Law & Lemonade
Don’t squeeze too hard
There’s an old saying that if you squeeze a lemon hard enough, you’ll get every drop of juice out. But there’s a limit. One lemon still can’t make lemonade for five people, even if an elephant steps on it.
People forget this all the time. Countries, governments and courts often demand more money than others can realistically pay. Iran wants compensation from the US. The US wants Iran’s enriched uranium. India once tried a “retrospective tax” that was supposed to bring in huge amounts of money, but instead scared away foreign investors.
Now India’s Supreme Court has ordered online gaming companies to pay ₹2.5 lakh crore. But the companies are accused of avoiding only ₹1.12 lakh crore in GST. The rest is penalty added at the highest possible rate. That’s a huge amount of squeezing. The entire online gaming industry has never even earned ₹25,000 crore in a year. So how can it pay such a giant fine? And what is the point of a punishment if paying it is impossible?
America understood this idea long ago. In 1791, its Constitution banned “excessive fines.” That means punishments should not be unreasonable.
The same rule works in everyday dealmaking too. When asking for something, you should know what the other side can actually give. You can argue about what they are willing to give, but there’s a hard limit to what is possible. If you push too far, you may destroy the very thing that was valuable in the first place — like killing the goose that lays golden eggs.

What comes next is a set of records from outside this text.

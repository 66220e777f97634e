//! The dependency tree produced by resolution.
//!
//! The tree is built once by the [`Resolver`](crate::resolve::Resolver) and is read-only
//! afterwards. The root node stands for the project itself: it has no package name, is
//! never fetched and is never built.
//!
//! # Build order
//!
//! [`DependencyTree::post_order`] lists every node after all of its children, which is the
//! order builds must run in. [`DependencyTree::build_order`] additionally drops repeated
//! package names so that a package reached through several dependents is built once.

use std::collections::HashSet;
use std::path::{Path, PathBuf};

use serde::Serialize;
use tracing::warn;

use crate::manifest::BuildRecipe;

/// Outcome of a package's fetch.
#[derive(Debug, Clone, Copy, Default, PartialEq, Eq, Serialize)]
pub enum DownloadStatus {
  /// Not fetched yet.
  #[default]
  #[serde(rename = "empty")]
  Empty,

  /// The destination already existed, nothing was downloaded.
  #[serde(rename = "skip")]
  Skipped,

  /// The source was downloaded into the destination.
  #[serde(rename = "ok")]
  Fetched,
}

impl std::fmt::Display for DownloadStatus {
  fn fmt(&self, f: &mut std::fmt::Formatter<'_>) -> std::fmt::Result {
    let label = match self {
      DownloadStatus::Empty => "empty",
      DownloadStatus::Skipped => "skip",
      DownloadStatus::Fetched => "ok",
    };
    f.write_str(label)
  }
}

/// A package in the resolved tree, together with everything needed to build it.
#[derive(Debug, Clone, PartialEq, Eq, Serialize)]
pub struct DependencyTree {
  /// Empty for the root.
  pub package_name: String,

  /// Where the package's source was fetched to.
  pub src_path: PathBuf,

  /// The package's own build instructions.
  #[serde(skip_serializing_if = "Vec::is_empty")]
  pub self_build: Vec<String>,

  /// Instructions supplied by the consumer that declared this package.
  #[serde(skip_serializing_if = "Vec::is_empty")]
  pub builder: Vec<String>,

  pub status: DownloadStatus,

  pub children: Vec<DependencyTree>,
}

impl DependencyTree {
  /// The unnamed root node for a project rooted at `home`.
  pub fn root(home: &Path) -> Self {
    Self {
      package_name: String::new(),
      src_path: home.to_path_buf(),
      self_build: Vec::new(),
      builder: Vec::new(),
      status: DownloadStatus::Empty,
      children: Vec::new(),
    }
  }

  /// A not-yet-fetched package node.
  pub fn new(name: impl Into<String>, src_path: impl Into<PathBuf>, recipe: &BuildRecipe) -> Self {
    Self {
      package_name: name.into(),
      src_path: src_path.into(),
      self_build: recipe.self_build.clone(),
      builder: recipe.outer_build.clone(),
      status: DownloadStatus::Empty,
      children: Vec::new(),
    }
  }

  pub fn is_root(&self) -> bool {
    self.package_name.is_empty()
  }

  /// Record the outcome of this node's fetch.
  ///
  /// The status leaves `Empty` exactly once; later calls are ignored.
  pub fn record_fetch(&mut self, status: DownloadStatus) {
    if self.status != DownloadStatus::Empty {
      warn!(pkg = %self.package_name, current = %self.status, "fetch outcome already recorded");
      return;
    }
    self.status = status;
  }

  /// The instructions to build this node with.
  ///
  /// A non-empty consumer override replaces the package's own instructions entirely.
  pub fn instructions(&self) -> &[String] {
    if self.builder.is_empty() {
      &self.self_build
    } else {
      &self.builder
    }
  }

  /// Every package node, each after all of its children. The root is not included.
  pub fn post_order(&self) -> Vec<&DependencyTree> {
    let mut nodes = Vec::new();
    self.collect_post_order(&mut nodes);
    nodes
  }

  fn collect_post_order<'a>(&'a self, nodes: &mut Vec<&'a DependencyTree>) {
    for child in &self.children {
      child.collect_post_order(nodes);
    }
    if !self.is_root() {
      nodes.push(self);
    }
  }

  /// [`post_order`](Self::post_order) keeping only the first node of each package name.
  pub fn build_order(&self) -> Vec<&DependencyTree> {
    let mut seen = HashSet::new();
    self
      .post_order()
      .into_iter()
      .filter(|node| seen.insert(node.package_name.as_str()))
      .collect()
  }

  /// Number of package nodes below this one.
  pub fn len(&self) -> usize {
    self.children.iter().map(|child| 1 + child.len()).sum()
  }

  pub fn is_empty(&self) -> bool {
    self.children.is_empty()
  }
}

#[cfg(test)]
mod tests {
  use super::*;

  fn node(name: &str, children: Vec<DependencyTree>) -> DependencyTree {
    let mut node = DependencyTree::new(name, format!("/p/vendor/src/{name}"), &BuildRecipe::default());
    node.children = children;
    node
  }

  fn names(nodes: &[&DependencyTree]) -> Vec<String> {
    nodes.iter().map(|n| n.package_name.clone()).collect()
  }

  #[test]
  fn post_order_puts_children_first() {
    let mut root = DependencyTree::root(Path::new("/p"));
    root.children = vec![node("a", vec![node("b", vec![node("c", vec![])])]), node("d", vec![])];

    assert_eq!(names(&root.post_order()), vec!["c", "b", "a", "d"]);
    assert_eq!(root.len(), 4);
  }

  #[test]
  fn build_order_keeps_first_occurrence() {
    let mut root = DependencyTree::root(Path::new("/p"));
    root.children = vec![
      node("app", vec![node("zlib", vec![])]),
      node("png", vec![node("zlib", vec![])]),
    ];

    assert_eq!(names(&root.post_order()), vec!["zlib", "app", "zlib", "png"]);
    assert_eq!(names(&root.build_order()), vec!["zlib", "app", "png"]);
  }

  #[test]
  fn outer_build_replaces_self_build() {
    let recipe = BuildRecipe {
      self_build: vec!["make".to_string()],
      outer_build: vec!["cmake .".to_string(), "cmake --build .".to_string()],
    };
    let overridden = DependencyTree::new("a", "/p/a", &recipe);
    assert_eq!(overridden.instructions(), ["cmake .", "cmake --build ."]);

    let own = DependencyTree::new(
      "b",
      "/p/b",
      &BuildRecipe {
        self_build: vec!["make".to_string()],
        outer_build: vec![],
      },
    );
    assert_eq!(own.instructions(), ["make"]);
  }

  #[test]
  fn status_is_recorded_once() {
    let mut n = node("a", vec![]);
    assert_eq!(n.status, DownloadStatus::Empty);

    n.record_fetch(DownloadStatus::Fetched);
    n.record_fetch(DownloadStatus::Skipped);
    assert_eq!(n.status, DownloadStatus::Fetched);
  }

  #[test]
  fn serializes_status_labels() {
    let mut n = node("a", vec![]);
    n.record_fetch(DownloadStatus::Skipped);

    let json = serde_json::to_value(&n).unwrap();
    assert_eq!(json["package_name"], "a");
    assert_eq!(json["status"], "skip");
    assert!(json.get("builder").is_none());
  }
}
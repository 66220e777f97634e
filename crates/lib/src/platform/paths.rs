use crate::consts::{APP_NAME, AUTH_FILENAME};
use std::path::PathBuf;

/// Returns the user's home directory
#[cfg(windows)]
pub fn home_dir() -> Option<PathBuf> {
  std::env::var_os("USERPROFILE").map(PathBuf::from)
}

/// Returns the user's home directory
#[cfg(not(windows))]
pub fn home_dir() -> Option<PathBuf> {
  std::env::var_os("HOME").map(PathBuf::from)
}

/// Returns the directory for configuration files for the application
#[cfg(windows)]
pub fn config_dir() -> Option<PathBuf> {
  std::env::var_os("APPDATA").map(|appdata| PathBuf::from(appdata).join(APP_NAME))
}

/// Returns the directory for configuration files for the application
#[cfg(not(windows))]
pub fn config_dir() -> Option<PathBuf> {
  let config_home = std::env::var_os("XDG_CONFIG_HOME")
    .filter(|dir| !dir.is_empty())
    .map(PathBuf::from)
    .or_else(|| home_dir().map(|home| home.join(".config")))?;
  Some(config_home.join(APP_NAME))
}

/// Returns the default location of the git credentials file
pub fn auth_file() -> Option<PathBuf> {
  config_dir().map(|dir| dir.join(AUTH_FILENAME))
}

A few years ago, US tax authorities fined an old woman $3 million because she did not report a Swiss bank account left to her by her father. Normally, the fine would have been only $10,000. But officials chose the harshest punishment because the law allowed it.
Just because something is legal does not always mean it is fair. Smart people understand the difference between what is “lawful” and what is “just.”
Nobody drives a car at full speed all the time — it would be dangerous. In the same way, governments, judges and negotiators should not always take the harshest possible position. Sometimes, squeezing less makes more sense.
Disclaimer
Views expressed above are the author’s own.